- EXERCISE REQUIREMENTS -
Exactly how many lines in the data below contain the string "totals"? Give that number and nothing else.

START SOURCE DATA

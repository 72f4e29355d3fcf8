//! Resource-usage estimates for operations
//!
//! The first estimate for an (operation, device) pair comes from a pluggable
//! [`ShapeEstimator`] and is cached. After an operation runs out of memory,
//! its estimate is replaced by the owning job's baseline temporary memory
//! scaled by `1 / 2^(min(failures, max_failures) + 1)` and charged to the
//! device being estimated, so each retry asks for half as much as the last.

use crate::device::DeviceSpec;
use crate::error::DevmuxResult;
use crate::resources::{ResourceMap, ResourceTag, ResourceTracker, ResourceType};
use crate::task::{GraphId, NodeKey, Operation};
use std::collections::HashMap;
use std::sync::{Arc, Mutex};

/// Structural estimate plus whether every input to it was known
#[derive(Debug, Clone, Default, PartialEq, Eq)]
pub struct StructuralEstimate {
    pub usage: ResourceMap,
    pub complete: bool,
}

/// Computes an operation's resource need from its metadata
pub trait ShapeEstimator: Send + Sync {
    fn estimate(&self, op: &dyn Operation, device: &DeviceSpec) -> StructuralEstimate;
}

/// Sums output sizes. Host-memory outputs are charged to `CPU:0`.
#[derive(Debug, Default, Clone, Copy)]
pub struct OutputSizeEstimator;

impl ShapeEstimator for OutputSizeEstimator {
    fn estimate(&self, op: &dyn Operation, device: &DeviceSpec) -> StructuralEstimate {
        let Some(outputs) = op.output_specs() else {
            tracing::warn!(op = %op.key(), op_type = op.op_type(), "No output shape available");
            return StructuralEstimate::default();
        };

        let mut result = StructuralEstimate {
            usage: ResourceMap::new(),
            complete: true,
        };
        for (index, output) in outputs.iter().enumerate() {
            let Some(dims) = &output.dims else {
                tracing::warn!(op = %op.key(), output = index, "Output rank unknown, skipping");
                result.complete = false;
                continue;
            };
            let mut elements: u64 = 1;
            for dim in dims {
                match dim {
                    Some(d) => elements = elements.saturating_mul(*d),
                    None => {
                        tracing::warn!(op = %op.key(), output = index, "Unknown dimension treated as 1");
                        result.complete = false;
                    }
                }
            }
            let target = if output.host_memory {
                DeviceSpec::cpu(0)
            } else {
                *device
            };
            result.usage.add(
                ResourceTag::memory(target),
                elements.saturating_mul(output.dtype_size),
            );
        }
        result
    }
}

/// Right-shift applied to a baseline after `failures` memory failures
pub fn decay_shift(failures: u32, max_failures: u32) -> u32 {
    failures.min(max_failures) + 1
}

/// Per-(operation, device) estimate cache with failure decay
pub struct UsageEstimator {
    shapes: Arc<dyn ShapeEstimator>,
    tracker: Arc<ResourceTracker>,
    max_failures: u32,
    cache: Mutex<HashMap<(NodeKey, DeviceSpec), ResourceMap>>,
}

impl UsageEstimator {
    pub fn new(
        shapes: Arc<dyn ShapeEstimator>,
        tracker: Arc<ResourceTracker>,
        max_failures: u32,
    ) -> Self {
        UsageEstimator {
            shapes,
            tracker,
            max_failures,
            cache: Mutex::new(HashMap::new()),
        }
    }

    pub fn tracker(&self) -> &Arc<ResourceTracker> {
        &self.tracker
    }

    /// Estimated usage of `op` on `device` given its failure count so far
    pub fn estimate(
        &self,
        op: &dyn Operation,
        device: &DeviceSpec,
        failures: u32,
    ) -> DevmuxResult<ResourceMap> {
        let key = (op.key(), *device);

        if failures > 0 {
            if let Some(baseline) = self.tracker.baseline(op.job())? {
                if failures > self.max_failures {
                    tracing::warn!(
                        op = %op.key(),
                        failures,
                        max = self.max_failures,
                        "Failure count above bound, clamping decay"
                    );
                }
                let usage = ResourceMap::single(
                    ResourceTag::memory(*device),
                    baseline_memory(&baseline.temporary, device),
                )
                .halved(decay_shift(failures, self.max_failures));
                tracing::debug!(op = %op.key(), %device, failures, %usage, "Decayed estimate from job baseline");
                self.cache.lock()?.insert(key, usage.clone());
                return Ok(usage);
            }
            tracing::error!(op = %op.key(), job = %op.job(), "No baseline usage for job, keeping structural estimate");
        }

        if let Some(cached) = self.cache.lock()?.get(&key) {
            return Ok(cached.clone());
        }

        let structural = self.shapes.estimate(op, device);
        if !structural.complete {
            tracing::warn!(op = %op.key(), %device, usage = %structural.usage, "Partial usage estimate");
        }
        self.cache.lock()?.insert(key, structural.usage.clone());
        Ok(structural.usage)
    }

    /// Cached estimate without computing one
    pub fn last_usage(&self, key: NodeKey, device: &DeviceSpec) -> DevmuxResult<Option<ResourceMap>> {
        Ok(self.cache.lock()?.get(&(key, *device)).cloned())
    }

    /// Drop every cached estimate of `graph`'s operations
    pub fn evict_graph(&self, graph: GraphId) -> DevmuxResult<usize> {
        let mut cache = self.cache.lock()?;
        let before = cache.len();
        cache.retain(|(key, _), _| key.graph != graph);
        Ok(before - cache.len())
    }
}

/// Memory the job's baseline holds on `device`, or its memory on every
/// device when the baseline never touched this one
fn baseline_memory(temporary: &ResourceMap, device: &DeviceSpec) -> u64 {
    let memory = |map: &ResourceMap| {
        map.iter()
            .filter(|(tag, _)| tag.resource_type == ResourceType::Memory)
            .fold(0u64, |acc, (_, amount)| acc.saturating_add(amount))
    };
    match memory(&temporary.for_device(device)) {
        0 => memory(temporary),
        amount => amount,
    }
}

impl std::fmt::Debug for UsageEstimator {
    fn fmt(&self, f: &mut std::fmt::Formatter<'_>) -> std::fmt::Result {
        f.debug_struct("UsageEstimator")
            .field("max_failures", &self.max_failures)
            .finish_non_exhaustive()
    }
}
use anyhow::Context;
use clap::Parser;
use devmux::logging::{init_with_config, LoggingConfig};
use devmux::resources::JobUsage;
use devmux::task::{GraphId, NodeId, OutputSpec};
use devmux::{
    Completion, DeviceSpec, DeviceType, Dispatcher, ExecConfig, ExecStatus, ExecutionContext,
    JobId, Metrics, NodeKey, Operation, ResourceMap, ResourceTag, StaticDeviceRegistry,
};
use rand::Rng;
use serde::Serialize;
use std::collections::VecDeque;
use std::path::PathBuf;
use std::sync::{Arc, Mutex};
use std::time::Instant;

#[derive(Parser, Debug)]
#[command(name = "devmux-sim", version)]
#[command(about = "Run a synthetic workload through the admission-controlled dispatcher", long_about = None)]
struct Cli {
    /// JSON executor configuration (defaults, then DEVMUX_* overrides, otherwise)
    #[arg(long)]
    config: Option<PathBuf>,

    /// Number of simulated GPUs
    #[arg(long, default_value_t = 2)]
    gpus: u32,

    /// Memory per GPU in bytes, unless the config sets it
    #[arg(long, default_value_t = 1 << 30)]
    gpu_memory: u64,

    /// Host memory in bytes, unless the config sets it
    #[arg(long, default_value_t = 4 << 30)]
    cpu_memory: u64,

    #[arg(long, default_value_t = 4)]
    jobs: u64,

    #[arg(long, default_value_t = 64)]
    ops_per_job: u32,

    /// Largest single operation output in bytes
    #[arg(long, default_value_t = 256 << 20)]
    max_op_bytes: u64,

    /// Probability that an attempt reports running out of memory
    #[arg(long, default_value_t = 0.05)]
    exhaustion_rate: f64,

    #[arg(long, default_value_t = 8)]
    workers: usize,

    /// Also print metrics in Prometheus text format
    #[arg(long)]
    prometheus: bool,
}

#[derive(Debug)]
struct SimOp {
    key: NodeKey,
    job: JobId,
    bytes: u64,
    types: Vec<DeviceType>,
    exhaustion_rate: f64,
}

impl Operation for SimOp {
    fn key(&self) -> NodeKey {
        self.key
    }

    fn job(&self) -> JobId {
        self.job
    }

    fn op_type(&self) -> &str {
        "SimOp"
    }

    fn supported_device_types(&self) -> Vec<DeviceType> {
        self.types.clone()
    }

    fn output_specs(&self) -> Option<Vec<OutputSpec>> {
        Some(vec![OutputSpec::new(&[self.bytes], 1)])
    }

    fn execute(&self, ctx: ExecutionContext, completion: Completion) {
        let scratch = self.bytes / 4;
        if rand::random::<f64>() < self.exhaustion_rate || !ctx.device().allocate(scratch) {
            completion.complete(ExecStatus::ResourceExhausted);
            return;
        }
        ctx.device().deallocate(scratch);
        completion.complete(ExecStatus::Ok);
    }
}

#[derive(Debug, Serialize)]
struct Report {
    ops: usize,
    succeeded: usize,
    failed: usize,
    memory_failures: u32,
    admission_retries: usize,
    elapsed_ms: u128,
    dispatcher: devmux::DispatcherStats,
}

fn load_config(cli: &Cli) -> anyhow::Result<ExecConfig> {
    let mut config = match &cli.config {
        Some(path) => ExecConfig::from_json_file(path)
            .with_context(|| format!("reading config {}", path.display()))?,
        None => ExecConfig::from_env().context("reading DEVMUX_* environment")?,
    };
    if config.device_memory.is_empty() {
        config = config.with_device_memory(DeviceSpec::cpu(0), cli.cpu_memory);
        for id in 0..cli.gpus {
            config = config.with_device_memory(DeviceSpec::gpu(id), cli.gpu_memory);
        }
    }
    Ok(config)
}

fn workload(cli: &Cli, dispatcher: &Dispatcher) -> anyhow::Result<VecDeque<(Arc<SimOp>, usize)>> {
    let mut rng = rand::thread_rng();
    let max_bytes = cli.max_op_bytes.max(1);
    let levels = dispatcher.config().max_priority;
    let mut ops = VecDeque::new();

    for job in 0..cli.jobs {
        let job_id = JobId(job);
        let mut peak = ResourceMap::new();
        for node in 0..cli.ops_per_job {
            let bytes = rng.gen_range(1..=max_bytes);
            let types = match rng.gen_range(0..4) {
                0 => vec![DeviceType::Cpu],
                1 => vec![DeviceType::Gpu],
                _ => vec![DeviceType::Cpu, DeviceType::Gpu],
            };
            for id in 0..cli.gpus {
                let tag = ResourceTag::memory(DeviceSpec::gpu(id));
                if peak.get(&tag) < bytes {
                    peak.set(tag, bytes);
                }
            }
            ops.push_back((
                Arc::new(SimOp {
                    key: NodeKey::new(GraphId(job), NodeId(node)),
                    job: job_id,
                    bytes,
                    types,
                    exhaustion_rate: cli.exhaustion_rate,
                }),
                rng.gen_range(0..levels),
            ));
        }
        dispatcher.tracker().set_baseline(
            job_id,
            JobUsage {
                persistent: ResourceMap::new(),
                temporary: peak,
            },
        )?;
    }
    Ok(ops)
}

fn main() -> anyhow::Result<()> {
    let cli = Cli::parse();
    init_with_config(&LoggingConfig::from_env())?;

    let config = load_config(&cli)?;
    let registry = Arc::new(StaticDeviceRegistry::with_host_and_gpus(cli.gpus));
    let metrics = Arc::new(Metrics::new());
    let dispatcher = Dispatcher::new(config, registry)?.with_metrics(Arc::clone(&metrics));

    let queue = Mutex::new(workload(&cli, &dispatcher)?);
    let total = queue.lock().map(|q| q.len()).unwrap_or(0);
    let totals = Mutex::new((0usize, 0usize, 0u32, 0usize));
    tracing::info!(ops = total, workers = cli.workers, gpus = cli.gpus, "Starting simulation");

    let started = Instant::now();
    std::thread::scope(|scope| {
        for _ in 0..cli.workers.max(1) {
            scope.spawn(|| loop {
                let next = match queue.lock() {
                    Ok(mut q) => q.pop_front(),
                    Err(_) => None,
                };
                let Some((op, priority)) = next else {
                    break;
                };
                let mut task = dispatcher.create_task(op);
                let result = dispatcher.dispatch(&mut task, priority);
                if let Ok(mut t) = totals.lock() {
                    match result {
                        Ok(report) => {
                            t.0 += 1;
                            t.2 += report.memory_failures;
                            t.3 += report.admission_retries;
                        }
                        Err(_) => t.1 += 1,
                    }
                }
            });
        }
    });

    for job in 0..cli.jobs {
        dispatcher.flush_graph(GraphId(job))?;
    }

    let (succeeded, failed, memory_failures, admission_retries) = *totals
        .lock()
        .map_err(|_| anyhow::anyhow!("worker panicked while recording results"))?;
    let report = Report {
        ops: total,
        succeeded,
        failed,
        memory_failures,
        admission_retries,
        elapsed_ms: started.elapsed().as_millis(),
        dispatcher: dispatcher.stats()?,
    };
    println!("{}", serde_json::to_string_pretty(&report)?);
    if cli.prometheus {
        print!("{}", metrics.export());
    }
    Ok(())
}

END SOURCE DATA

- SOLUTION FOR THIS PROBLEM -
3